W3C home > Mailing lists > Public > public-esw-thes@w3.org > January 2011

Re: AW: How to distinguish unique and non-unique prefLabels?

From: Antoine Isaac <aisaac@few.vu.nl>
Date: Mon, 17 Jan 2011 10:03:11 +0100
Message-ID: <4D3405CF.6060703@few.vu.nl>
To: Alistair Miles <alimanfoo@googlemail.com>
CC: Jakob Voss <jakob.voss@gbv.de>, SKOS <public-esw-thes@w3.org>
Hi Alistair,  Jakob,

>> Hi Alistair,
>> you wrote:
>>> I'm still conscious that there isn't a really good way to find out about what
>>> extensions and design patterns have been proposed and discussed within this
>>> community, and that makes it harder to build consensus and avoid re-inventing
>>> the wheel. The wiki could work, but takes some editorial work to keep updated,
>>> and it's hard to guage consensus. I've been thinking recently that a website
>>> that works a bit like stack overflow, but where you can post a design pattern
>>> or extension to SKOS and have others vote for/against and comment, would be
>>> a lovely tool ... anyone feel like making it happen? :)
>> Then why not directly use http://www.semanticoverflow.com/? It is
>> already used to ask and discuss about SKOS:
>> http://www.semanticoverflow.com/questions/tagged/skos
>> Further you can mark some questions as "community wiki", which all
>> can edit. Sure there are also arguments for yet another self-managed
>> site, but I am not the one who wants to maintain it ;-)
>> I only asked at this list, because I think that the main SKOS
>> community lurks around here instead of watching
>> http://www.semanticoverflow.com/feeds/tag/skos
> First I've heard of semanticoverflow! I see 22 questions there on SKOS,
> guess we better get answering :)
> I wonder if the site would work as well for proposals, i.e., for proposing
> a design pattern or extension to SKOS? The proposals would get mixed up
> with the questions, so it might look a bit messy, but it's better than
> nothing. Any thoughts?

I like the semantic overflow functions, but I'm skeptical about having another place for hosting SKOS-related developments and questions. We already have this list, and the wiki, which have the benefit of being hosted by W3C--does anyone know who is hosting semantic overflow?
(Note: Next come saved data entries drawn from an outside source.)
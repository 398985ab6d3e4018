use std::path::Path;

use rust_decimal::prelude::ToPrimitive;
use serde::Serialize;

use crate::domain::errors::{EngineError, EngineResult};
use crate::domain::optimization::OptimizationResultRecord;
use crate::domain::params::ParamValue;
use crate::domain::result::ReplayResult;

/// `summary.json` / `trades.csv` / `equity.json`, matching the flat shape
/// of the relational `backtest_runs`/`backtest_trades`/`backtest_equity`
/// tables (§6 "Output artifacts per replay").
#[derive(Debug, Serialize)]
struct ReplaySummary<'a> {
    run_id: String,
    status: &'a str,
    start_time: i64,
    end_time: i64,
    runtime_ms: u64,
    stats: &'a crate::domain::result::ReplayStats,
    initial_balance: String,
    final_balance: String,
    total_return: String,
    total_return_percent: String,
}

fn io_err(context: &str, e: impl std::fmt::Display) -> EngineError {
    EngineError::PersistenceError(format!("{context}: {e}"))
}

/// Writes all three replay artifacts under `output_dir`, creating the
/// directory if needed. `status` is `"COMPLETED"` or `"PARTIAL"` (§6 "On
/// cancellation, identical layout but `summary.status = \"PARTIAL\"`").
pub fn write_replay_artifacts(output_dir: &Path, result: &ReplayResult, status: &str) -> EngineResult<()> {
    std::fs::create_dir_all(output_dir).map_err(|e| io_err("creating output directory", e))?;

    let start_time = result
        .equity_curve
        .first()
        .map(|p| p.timestamp_ms)
        .unwrap_or(0);
    let end_time = result
        .equity_curve
        .last()
        .map(|p| p.timestamp_ms)
        .unwrap_or(0);
    let total_return = result.final_balance - result.initial_balance;
    let total_return_percent = if result.initial_balance.is_zero() {
        rust_decimal::Decimal::ZERO
    } else {
        total_return / result.initial_balance * rust_decimal::Decimal::from(100)
    };

    let summary = ReplaySummary {
        run_id: result.run_id.to_string(),
        status,
        start_time,
        end_time,
        runtime_ms: result.runtime_ms,
        stats: &result.stats,
        initial_balance: result.initial_balance.to_string(),
        final_balance: result.final_balance.to_string(),
        total_return: total_return.to_string(),
        total_return_percent: total_return_percent.to_string(),
    };
    let summary_json = serde_json::to_string_pretty(&summary).map_err(|e| io_err("serializing summary.json", e))?;
    std::fs::write(output_dir.join("summary.json"), summary_json)
        .map_err(|e| io_err("writing summary.json", e))?;

    let mut writer = csv::WriterBuilder::new()
        .has_headers(true)
        .from_path(output_dir.join("trades.csv"))
        .map_err(|e| io_err("opening trades.csv", e))?;
    writer
        .write_record([
            "ticket",
            "symbol",
            "direction",
            "strategy",
            "entry_price",
            "exit_price",
            "entry_time",
            "exit_time",
            "sl",
            "tp",
            "volume",
            "profit",
            "duration_minutes",
            "pips",
            "risk_reward",
        ])
        .map_err(|e| io_err("writing trades.csv header", e))?;
    for trade in &result.trades {
        writer
            .write_record([
                trade.ticket.to_string(),
                trade.symbol.clone(),
                format!("{:?}", trade.direction),
                trade.strategy.clone(),
                format_price(trade.entry_price),
                format_price(trade.exit_price),
                trade.entry_time_ms.to_string(),
                trade.exit_time_ms.to_string(),
                format_price(trade.sl),
                format_price(trade.tp),
                format_money(trade.volume),
                format_money(trade.pnl),
                trade.duration_minutes.to_string(),
                format_price(trade.pips),
                format_price(trade.risk_reward),
            ])
            .map_err(|e| io_err("writing trades.csv row", e))?;
    }
    writer.flush().map_err(|e| io_err("flushing trades.csv", e))?;

    let equity_json = serde_json::to_string_pretty(&result.equity_curve)
        .map_err(|e| io_err("serializing equity.json", e))?;
    std::fs::write(output_dir.join("equity.json"), equity_json)
        .map_err(|e| io_err("writing equity.json", e))?;

    Ok(())
}

fn format_price(value: rust_decimal::Decimal) -> String {
    format!("{:.5}", value.to_f64().unwrap_or(0.0))
}

fn format_money(value: rust_decimal::Decimal) -> String {
    format!("{:.2}", value.to_f64().unwrap_or(0.0))
}

/// One sweep's results as a single CSV, `rank, score, <metrics>,
/// <params...>` sorted by score descending (§6 "Output artifacts per
/// optimization"). Assumes `records` is already rank-sorted by the
/// caller (`optimizer::rank_descending`).
pub fn write_optimization_csv(
    path: &Path,
    records: &[OptimizationResultRecord],
) -> EngineResult<()> {
    let mut param_keys: Vec<String> = records
        .iter()
        .flat_map(|r| r.params.0.keys().cloned())
        .collect();
    param_keys.sort();
    param_keys.dedup();

    let mut writer = csv::WriterBuilder::new()
        .has_headers(true)
        .from_path(path)
        .map_err(|e| io_err("opening optimization csv", e))?;

    let mut header = vec![
        "rank".to_string(),
        "score".to_string(),
        "win_rate".to_string(),
        "profit_factor".to_string(),
        "sharpe_ratio".to_string(),
        "max_dd_pct".to_string(),
        "total_net_profit".to_string(),
    ];
    header.extend(param_keys.iter().cloned());
    writer.write_record(&header).map_err(|e| io_err("writing csv header", e))?;

    for (idx, record) in records.iter().enumerate() {
        let mut row = vec![
            (idx + 1).to_string(),
            record
                .ranked_score
                .map(|s| format!("{s:.6}"))
                .unwrap_or_else(|| "".to_string()),
            format!("{:.2}", record.stats.win_rate_pct.to_f64().unwrap_or(0.0)),
            record
                .stats
                .profit_factor
                .map(|pf| format!("{:.4}", pf.to_f64().unwrap_or(0.0)))
                .unwrap_or_else(|| "".to_string()),
            record
                .stats
                .sharpe_ratio
                .map(|s| format!("{s:.4}"))
                .unwrap_or_else(|| "".to_string()),
            format!("{:.2}", record.stats.max_drawdown_pct.to_f64().unwrap_or(0.0)),
            format_money(record.stats.net_profit),
        ];
        for key in &param_keys {
            row.push(match record.params.get(key) {
                Some(ParamValue::Float(v)) => v.to_string(),
                Some(ParamValue::Int(v)) => v.to_string(),
                Some(ParamValue::Bool(v)) => v.to_string(),
                Some(ParamValue::Enum(v)) => v.clone(),
                None => String::new(),
            });
        }
        writer.write_record(&row).map_err(|e| io_err("writing csv row", e))?;
    }

    writer.flush().map_err(|e| io_err("flushing optimization csv", e))?;
    Ok(())
}
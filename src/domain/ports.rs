use async_trait::async_trait;

use crate::domain::candle::Candle;
use crate::domain::errors::EngineResult;
use crate::domain::optimization::{OptimizationResultRecord, OptimizationRun};
use crate::domain::result::ReplayResult;

/// Where a replay's candle series comes from (§4.7 "Data loader",
/// §9 "Replacing an open-ended data-source trait with a closed set").
/// A closed enum rather than an open trait object keeps the set of
/// backends reviewable at a glance.
#[derive(Debug, Clone)]
pub enum DataSource {
    File(String),
    Database(String),
    Remote(String),
    Synthetic(u64),
}

/// Fetches aligned M1 candle history for one symbol over a time range.
/// Implementations never mix timeframes: the loader is responsible for
/// enforcing M1-only ingestion before any aggregation happens.
#[async_trait]
pub trait CandleSource: Send + Sync {
    async fn load(&self, symbol: &str, from_ms: i64, to_ms: i64) -> EngineResult<Vec<Candle>>;
}

/// Persists replay and optimization output (§3 "Result sink", §4.9).
#[async_trait]
pub trait ResultSink: Send + Sync {
    async fn save_replay(&self, result: &ReplayResult) -> EngineResult<()>;
    async fn save_optimization_run(&self, run: &OptimizationRun) -> EngineResult<()>;
    async fn update_optimization_status(&self, run: &OptimizationRun) -> EngineResult<()>;
    async fn save_optimization_result(
        &self,
        record: &OptimizationResultRecord,
    ) -> EngineResult<()>;
    async fn load_replay(&self, run_id: uuid::Uuid) -> EngineResult<Option<ReplayResult>>;
}

/// A single fundamental/news interval affecting one symbol on one date.
#[derive(Debug, Clone, Copy)]
pub struct NewsWindow {
    pub start_ms: i64,
    pub end_ms: i64,
}

/// Supplies news blackout windows per `(symbol, date)`. Implementations
/// must be fault-isolated per key: one lookup failure must not block
/// lookups for other symbols or dates in the same run (§9).
#[async_trait]
pub trait NewsWindowSource: Send + Sync {
    async fn windows_for(&self, symbol: &str, date_ymd: &str) -> EngineResult<Vec<NewsWindow>>;
}

/// Narrow collaborator standing in for the excluded ML predictor
/// (§1 Non-goals). A real scorer could rank candidate parameter sets
/// before a full replay; the engine ships only a placeholder.
pub trait Scorer: Send + Sync {
    fn score(&self, features: &[f64]) -> f64;
}

/// Always returns zero; used where no scorer is configured.
pub struct NullScorer;

impl Scorer for NullScorer {
    fn score(&self, _features: &[f64]) -> f64 {
        0.0
    }
}
use crate::domain::candle::Candle;
use crate::domain::swing::{BosEvent, Direction, SwingPoint, SwingType};

/// Scans each candle against the `min_swing_distance` most recent unbroken
/// swings; a bullish BOS fires when the close crosses a swing high, bearish
/// symmetric (§4.2 "BOS detection"). Marks consumed swings `broken` in
/// place so they are never reconsidered.
pub fn detect_bos(
    candles: &[Candle],
    swings: &mut [SwingPoint],
    min_swing_distance: usize,
    strict_close: bool,
) -> Vec<BosEvent> {
    let k = min_swing_distance.max(1);
    let mut events = Vec::new();

    for i in 0..candles.len() {
        let close = candles[i].close;
        let high = candles[i].high;
        let low = candles[i].low;

        // Most recent K unbroken swings strictly before this candle.
        let candidates: Vec<usize> = swings
            .iter()
            .enumerate()
            .filter(|(_, s)| !s.broken && s.candle_index < i)
            .map(|(idx, _)| idx)
            .rev()
            .take(k)
            .collect();

        for swing_idx in candidates {
            let swing = swings[swing_idx];
            let direction = match swing.swing_type {
                SwingType::High => Direction::Bullish,
                SwingType::Low => Direction::Bearish,
            };
            let crossed = match swing.swing_type {
                SwingType::High => {
                    if strict_close {
                        close > swing.price
                    } else {
                        high > swing.price
                    }
                }
                SwingType::Low => {
                    if strict_close {
                        close < swing.price
                    } else {
                        low < swing.price
                    }
                }
            };
            if crossed {
                swings[swing_idx].broken = true;
                events.push(BosEvent {
                    index: i,
                    direction,
                    broken_swing_index: swing_idx,
                    broken_swing_type: swing.swing_type,
                    level: swing.price,
                    timestamp_ms: candles[i].timestamp_ms,
                    strict_close,
                });
            }
        }
    }

    events
}

#[cfg(test)]
mod tests {
    use super::*;
    use rust_decimal::Decimal;
    use rust_decimal_macros::dec;

    fn candle(i: i64, close: Decimal, high: Decimal, low: Decimal) -> Candle {
        Candle {
            symbol: "EURUSD".to_string(),
            timestamp_ms: i * 60_000,
            open: close,
            high,
            low,
            close,
            volume: dec!(1),
            timeframe: crate::domain::timeframe::Timeframe::M1,
        }
    }

    #[test]
    fn bullish_close_crosses_swing_high() {
        let candles = vec![
            candle(1, dec!(100), dec!(101), dec!(99)),
            candle(2, dec!(102), dec!(103), dec!(101)),
        ];
        let mut swings = vec![SwingPoint {
            candle_index: 0,
            swing_type: SwingType::High,
            price: dec!(101),
            timestamp_ms: 60_000,
            broken: false,
        }];
        let events = detect_bos(&candles, &mut swings, 3, true);
        assert_eq!(events.len(), 1);
        assert_eq!(events[0].direction, Direction::Bullish);
        assert!(swings[0].broken);
    }

    #[test]
    fn wick_only_break_rejected_in_strict_mode() {
        let candles = vec![
            candle(1, dec!(100), dec!(101), dec!(99)),
            candle(2, dec!(100), dec!(102), dec!(99)), // wick above 101, close back at 100
        ];
        let mut swings = vec![SwingPoint {
            candle_index: 0,
            swing_type: SwingType::High,
            price: dec!(101),
            timestamp_ms: 60_000,
            broken: false,
        }];
        let events = detect_bos(&candles, &mut swings, 3, true);
        assert!(events.is_empty());
    }

    #[test]
    fn broken_swing_is_not_reconsidered() {
        let candles = vec![
            candle(1, dec!(100), dec!(101), dec!(99)),
            candle(2, dec!(102), dec!(103), dec!(101)),
            candle(3, dec!(104), dec!(105), dec!(102)),
        ];
        let mut swings = vec![SwingPoint {
            candle_index: 0,
            swing_type: SwingType::High,
            price: dec!(101),
            timestamp_ms: 60_000,
            broken: false,
        }];
        let events = detect_bos(&candles, &mut swings, 3, true);
        assert_eq!(events.len(), 1, "swing must fire exactly once");
    }
}
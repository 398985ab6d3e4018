use thiserror::Error;

/// Error kinds surfaced by the replay core, per the recovery policy in §7:
/// signal/network-domain errors recover locally, structural and arithmetic
/// invariants are fatal to the containing replay only.
#[derive(Debug, Error)]
pub enum EngineError {
    /// Loader returned empty data or the network call failed. Non-fatal to
    /// an optimizer sweep: the caller records a `-inf` score and continues.
    #[error("data unavailable for {symbol} [{from}, {to}]: {reason}")]
    DataUnavailable {
        symbol: String,
        from: i64,
        to: i64,
        reason: String,
    },

    /// A row violated the candle invariants (`low <= min(open,close) <=
    /// max(open,close) <= high`, `low > 0`, boundary alignment). The row is
    /// dropped with a warning; this never aborts the loader.
    #[error("invalid candle for {symbol} at {timestamp_ms}: {reason}")]
    InvalidCandle {
        symbol: String,
        timestamp_ms: i64,
        reason: String,
    },

    /// An internal assertion failed (e.g. the candle store received a
    /// timestamp not strictly after the last one for that symbol). Fatal to
    /// the containing replay; sibling replays in a sweep are unaffected.
    #[error("invariant violation in {component}: {detail}")]
    InvariantViolation { component: String, detail: String },

    /// Unknown symbol, malformed parameter file, or similar setup fault.
    /// Aborts before any replay runs.
    #[error("configuration error: {0}")]
    ConfigError(String),

    /// The result sink failed to persist an artifact. Logged; the computed
    /// result object is still returned in memory.
    #[error("persistence error: {0}")]
    PersistenceError(String),

    /// Cooperative shutdown was requested. Partial artifacts are flushed by
    /// the caller; this variant just carries the signal.
    #[error("replay cancelled")]
    Cancelled,
}

pub type EngineResult<T> = Result<T, EngineError>;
Note that for a thing like an "informal SKOS extension" it's important to have community feedback in the design, but you don't need really votes on the proposal itself: people would vote with their data, using the extension if they find it convenient! Continuous "data testimonials" aggregated on say, the wiki page describing the proposal, would be more useful than one-time "votes".